WHAT YOU SHOULD DO: Which lines come from the start of the records through the line that holds "pub(crate) const STRING: u8 = b'S';"? Write them out word for word.

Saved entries
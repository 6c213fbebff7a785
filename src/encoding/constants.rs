/// No-op, reserved. 'N'
pub(crate) const NOOP: u8 = b'N';
/// `null` tag. 'Z'
pub(crate) const NULL: u8 = b'Z';
/// `false` tag. 'F'
pub(crate) const FALSE: u8 = b'F';
/// `true` tag. 'T'
pub(crate) const TRUE: u8 = b'T';
/// Signed byte. 'i'
pub(crate) const INT8: u8 = b'i';
/// Unsigned byte. 'U'
pub(crate) const UINT8: u8 = b'U';
/// Little-endian `i16`. 'I'
pub(crate) const INT16: u8 = b'I';
/// Little-endian `i32`. 'l'
pub(crate) const INT32: u8 = b'l';
/// `i64`, reserved. 'L'
pub(crate) const INT64: u8 = b'L';
/// Single-precision float. 'd'
pub(crate) const FLOAT: u8 = b'd';
/// Double-precision float, reserved. 'D'
pub(crate) const DOUBLE: u8 = b'D';
/// Single raw byte. 'C'
pub(crate) const CHAR: u8 = b'C';
/// Length-prefixed string. 'S'
pub(crate) const STRING: u8 = b'S';
/// Length-prefixed string holding a formatted number. 'H'
pub(crate) const HIGH_PRECISION: u8 = b'H';

pub(crate) const ARRAY_OPEN: u8 = b'[';
pub(crate) const ARRAY_CLOSE: u8 = b']';
pub(crate) const OBJECT_OPEN: u8 = b'{';
pub(crate) const OBJECT_CLOSE: u8 = b'}';

/// Largest integer with a tag, exclusive.
pub(crate) const INT_MAX_EXCL: i64 = 1 << 31;
/// Smallest integer with a tag.
pub(crate) const INT_MIN: i64 = -(1 << 31);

YOUR RESPONSE:
repository 6c213fbebff7a785
filename src/encoding/constants.rs
/// No-op, reserved. 'N'
pub(crate) const NOOP: u8 = b'N';
/// `null` tag. 'Z'
pub(crate) const NULL: u8 = b'Z';
/// `false` tag. 'F'
pub(crate) const FALSE: u8 = b'F';
/// `true` tag. 'T'
pub(crate) const TRUE: u8 = b'T';
/// Signed byte. 'i'
pub(crate) const INT8: u8 = b'i';
/// Unsigned byte. 'U'
pub(crate) const UINT8: u8 = b'U';
/// Little-endian `i16`. 'I'
pub(crate) const INT16: u8 = b'I';
/// Little-endian `i32`. 'l'
pub(crate) const INT32: u8 = b'l';
/// `i64`, reserved. 'L'
pub(crate) const INT64: u8 = b'L';
/// Single-precision float. 'd'
pub(crate) const FLOAT: u8 = b'd';
/// Double-precision float, reserved. 'D'
pub(crate) const DOUBLE: u8 = b'D';
/// Single raw byte. 'C'
pub(crate) const CHAR: u8 = b'C';
/// Length-prefixed string. 'S'
pub(crate) const STRING: u8 = b'S';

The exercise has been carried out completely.